Your answer should consist of the lines in the following data that contain "next".
**** Input records ****
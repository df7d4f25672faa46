//! Concrete syntax tree for Pie programs.
//!
//! A [`SyntaxTree`] exclusively owns its root [`CstNode`] plus every token and
//! piece of trivia it was built from, so the original text can be rebuilt
//! byte for byte. Trees are immutable once built; re-parsing makes a new one.
//!
//! Named fields are a view over `children`: each field entry is an index into
//! the child list, never a second owner.

use std::fmt::{self, Write as _};

use serde::Serialize;

use super::token::{Token, Trivia, TriviaKind};
use super::Span;

// ============================================================================
// KINDS AND FIELDS
// ============================================================================

#[derive(Debug, Clone, Copy, PartialEq, Eq, Hash, Serialize)]
#[serde(rename_all = "snake_case")]
pub enum NodeKind {
    Source,
    Claim,
    Define,
    Lambda,
    Application,
    FunctionType,
    Atom,
    Identifier,
    TypeIdentifier,
}

impl NodeKind {
    pub const fn name(self) -> &'static str {
        match self {
            NodeKind::Source => "source",
            NodeKind::Claim => "claim",
            NodeKind::Define => "define",
            NodeKind::Lambda => "lambda",
            NodeKind::Application => "application",
            NodeKind::FunctionType => "function_type",
            NodeKind::Atom => "atom",
            NodeKind::Identifier => "identifier",
            NodeKind::TypeIdentifier => "type_identifier",
        }
    }

    /// Whether nodes of this kind can appear in expression position.
    pub const fn is_expression(self) -> bool {
        !matches!(self, NodeKind::Source | NodeKind::Claim | NodeKind::Define)
    }

    pub const fn is_leaf(self) -> bool {
        matches!(
            self,
            NodeKind::Atom | NodeKind::Identifier | NodeKind::TypeIdentifier
        )
    }
}

impl fmt::Display for NodeKind {
    fn fmt(&self, f: &mut fmt::Formatter<'_>) -> fmt::Result {
        f.write_str(self.name())
    }
}

#[derive(Debug, Clone, Copy, PartialEq, Eq, Hash, Serialize)]
#[serde(rename_all = "snake_case")]
pub enum Field {
    Identifier,
    Type,
    Body,
    Arguments,
    Function,
    Domain,
    Codomain,
}

impl Field {
    pub const fn name(self) -> &'static str {
        match self {
            Field::Identifier => "identifier",
            Field::Type => "type",
            Field::Body => "body",
            Field::Arguments => "arguments",
            Field::Function => "function",
            Field::Domain => "domain",
            Field::Codomain => "codomain",
        }
    }
}

// ============================================================================
// NODES
// ============================================================================

#[derive(Debug, Clone, PartialEq, Eq, Serialize)]
pub struct CstNode {
    kind: NodeKind,
    span: Span,
    #[serde(skip_serializing_if = "Option::is_none")]
    text: Option<String>,
    #[serde(skip_serializing_if = "Vec::is_empty")]
    children: Vec<CstNode>,
    #[serde(skip_serializing_if = "Vec::is_empty")]
    fields: Vec<(Field, usize)>,
}

impl CstNode {
    pub(crate) fn leaf(kind: NodeKind, token: &Token) -> Self {
        Self {
            kind,
            span: token.span,
            text: Some(token.text.clone()),
            children: Vec::new(),
            fields: Vec::new(),
        }
    }

    pub(crate) fn builder(kind: NodeKind) -> NodeBuilder {
        NodeBuilder {
            kind,
            children: Vec::new(),
            fields: Vec::new(),
        }
    }

    pub fn kind(&self) -> NodeKind {
        self.kind
    }

    pub fn span(&self) -> Span {
        self.span
    }

    /// Source text of a leaf; `None` for interior nodes.
    pub fn text(&self) -> Option<&str> {
        self.text.as_deref()
    }

    pub fn children(&self) -> &[CstNode] {
        &self.children
    }

    /// First child stored under `field`.
    pub fn field(&self, field: Field) -> Option<&CstNode> {
        self.fields_of(field).next()
    }

    /// All children stored under `field`, in source order.
    pub fn fields_of(&self, field: Field) -> impl Iterator<Item = &CstNode> + '_ {
        self.fields
            .iter()
            .filter(move |(name, _)| *name == field)
            .filter_map(|(_, index)| self.children.get(*index))
    }

    /// The field the child at `index` is stored under, if any.
    pub fn field_of_child(&self, index: usize) -> Option<Field> {
        self.fields
            .iter()
            .find(|(_, i)| *i == index)
            .map(|(field, _)| *field)
    }

    /// Name of an atom without its leading quote.
    pub fn atom_name(&self) -> Option<&str> {
        match self.kind {
            NodeKind::Atom => self.text().and_then(|text| text.strip_prefix('\'')),
            _ => None,
        }
    }

    /// Pre-order traversal starting with `self`.
    pub fn descendants(&self) -> Descendants<'_> {
        Descendants { stack: vec![self] }
    }

    /// Tree-sitter style S-expression with field labels and leaf text.
    ///
    /// ```rust
    /// let tree = pie::parse("(f 'a)").unwrap();
    /// assert_eq!(
    ///     tree.root().to_sexp(),
    ///     r#"(source (application function: (identifier "f") arguments: (atom "'a")))"#
    /// );
    /// ```
    pub fn to_sexp(&self) -> String {
        let mut out = String::new();
        self.write_sexp(&mut out);
        out
    }

    fn write_sexp(&self, out: &mut String) {
        out.push('(');
        out.push_str(self.kind.name());
        if let Some(text) = &self.text {
            let _ = write!(out, " {text:?}");
        }
        for (index, child) in self.children.iter().enumerate() {
            out.push(' ');
            if let Some(field) = self.field_of_child(index) {
                out.push_str(field.name());
                out.push_str(": ");
            }
            child.write_sexp(out);
        }
        out.push(')');
    }
}

pub(crate) struct NodeBuilder {
    kind: NodeKind,
    children: Vec<CstNode>,
    fields: Vec<(Field, usize)>,
}

impl NodeBuilder {
    pub(crate) fn push(&mut self, field: Field, child: CstNode) {
        self.fields.push((field, self.children.len()));
        self.children.push(child);
    }

    pub(crate) fn push_unnamed(&mut self, child: CstNode) {
        self.children.push(child);
    }

    pub(crate) fn finish(self, span: Span) -> CstNode {
        CstNode {
            kind: self.kind,
            span,
            text: None,
            children: self.children,
            fields: self.fields,
        }
    }
}

pub struct Descendants<'a> {
    stack: Vec<&'a CstNode>,
}

impl<'a> Iterator for Descendants<'a> {
    type Item = &'a CstNode;

    fn next(&mut self) -> Option<Self::Item> {
        let node = self.stack.pop()?;
        self.stack.extend(node.children.iter().rev());
        Some(node)
    }
}

// ============================================================================
// TYPED VIEWS
// ============================================================================

/// `(claim identifier type)`
#[derive(Debug, Clone, Copy)]
pub struct Claim<'a> {
    pub node: &'a CstNode,
    pub identifier: &'a CstNode,
    pub ty: &'a CstNode,
}

impl<'a> Claim<'a> {
    pub fn cast(node: &'a CstNode) -> Option<Self> {
        if node.kind != NodeKind::Claim {
            return None;
        }
        Some(Self {
            node,
            identifier: node.field(Field::Identifier)?,
            ty: node.field(Field::Type)?,
        })
    }

    pub fn name(&self) -> &'a str {
        self.identifier.text().unwrap_or_default()
    }
}

/// `(define identifier body)`
#[derive(Debug, Clone, Copy)]
pub struct Define<'a> {
    pub node: &'a CstNode,
    pub identifier: &'a CstNode,
    pub body: &'a CstNode,
}

impl<'a> Define<'a> {
    pub fn cast(node: &'a CstNode) -> Option<Self> {
        if node.kind != NodeKind::Define {
            return None;
        }
        Some(Self {
            node,
            identifier: node.field(Field::Identifier)?,
            body: node.field(Field::Body)?,
        })
    }

    pub fn name(&self) -> &'a str {
        self.identifier.text().unwrap_or_default()
    }
}

/// `(lambda (argument ...) body)`
#[derive(Debug, Clone)]
pub struct Lambda<'a> {
    pub node: &'a CstNode,
    pub arguments: Vec<&'a CstNode>,
    pub body: &'a CstNode,
}

impl<'a> Lambda<'a> {
    pub fn cast(node: &'a CstNode) -> Option<Self> {
        if node.kind != NodeKind::Lambda {
            return None;
        }
        Some(Self {
            node,
            arguments: node.fields_of(Field::Arguments).collect(),
            body: node.field(Field::Body)?,
        })
    }

    pub fn argument_names(&self) -> Vec<&'a str> {
        self.arguments
            .iter()
            .filter_map(|argument| argument.text())
            .collect()
    }
}

/// `(function argument ...)`
#[derive(Debug, Clone)]
pub struct Application<'a> {
    pub node: &'a CstNode,
    pub function: &'a CstNode,
    pub arguments: Vec<&'a CstNode>,
}

impl<'a> Application<'a> {
    pub fn cast(node: &'a CstNode) -> Option<Self> {
        if node.kind != NodeKind::Application {
            return None;
        }
        Some(Self {
            node,
            function: node.field(Field::Function)?,
            arguments: node.fields_of(Field::Arguments).collect(),
        })
    }
}

/// `(-> domain codomain ...)`, only built when function types are a production.
#[derive(Debug, Clone)]
pub struct FunctionType<'a> {
    pub node: &'a CstNode,
    pub domain: &'a CstNode,
    pub codomain: Vec<&'a CstNode>,
}

impl<'a> FunctionType<'a> {
    pub fn cast(node: &'a CstNode) -> Option<Self> {
        if node.kind != NodeKind::FunctionType {
            return None;
        }
        Some(Self {
            node,
            domain: node.field(Field::Domain)?,
            codomain: node.fields_of(Field::Codomain).collect(),
        })
    }
}

// ============================================================================
// TREE
// ============================================================================

/// The result of a successful parse.
#[derive(Debug, Clone, PartialEq, Eq, Serialize)]
pub struct SyntaxTree {
    root: CstNode,
    tokens: Vec<Token>,
    trailing_trivia: Vec<Trivia>,
}

impl SyntaxTree {
    pub(crate) fn new(root: CstNode, tokens: Vec<Token>, trailing_trivia: Vec<Trivia>) -> Self {
        Self {
            root,
            tokens,
            trailing_trivia,
        }
    }

    /// The `Source` node.
    pub fn root(&self) -> &CstNode {
        &self.root
    }

    /// Top-level claims, definitions and expressions.
    pub fn forms(&self) -> &[CstNode] {
        self.root.children()
    }

    /// Every grammar token in source order, each with its leading trivia.
    pub fn tokens(&self) -> &[Token] {
        &self.tokens
    }

    /// Trivia after the last token.
    pub fn trailing_trivia(&self) -> &[Trivia] {
        &self.trailing_trivia
    }

    pub fn comments(&self) -> impl Iterator<Item = &Trivia> + '_ {
        self.tokens
            .iter()
            .flat_map(|token| token.leading_trivia.iter())
            .chain(self.trailing_trivia.iter())
            .filter(|trivia| trivia.kind == TriviaKind::Comment)
    }

    /// Concatenates all tokens and trivia in document order. For any tree
    /// produced by [`parse`](super::parse) this equals the parsed input.
    pub fn to_source(&self) -> String {
        let mut out = String::new();
        for token in &self.tokens {
            for trivia in &token.leading_trivia {
                out.push_str(&trivia.text);
            }
            out.push_str(&token.text);
        }
        for trivia in &self.trailing_trivia {
            out.push_str(&trivia.text);
        }
        out
    }
}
****
▶ **Task response**:
        self.fields_of(field).next()
    fn next(&mut self) -> Option<Self::Item> {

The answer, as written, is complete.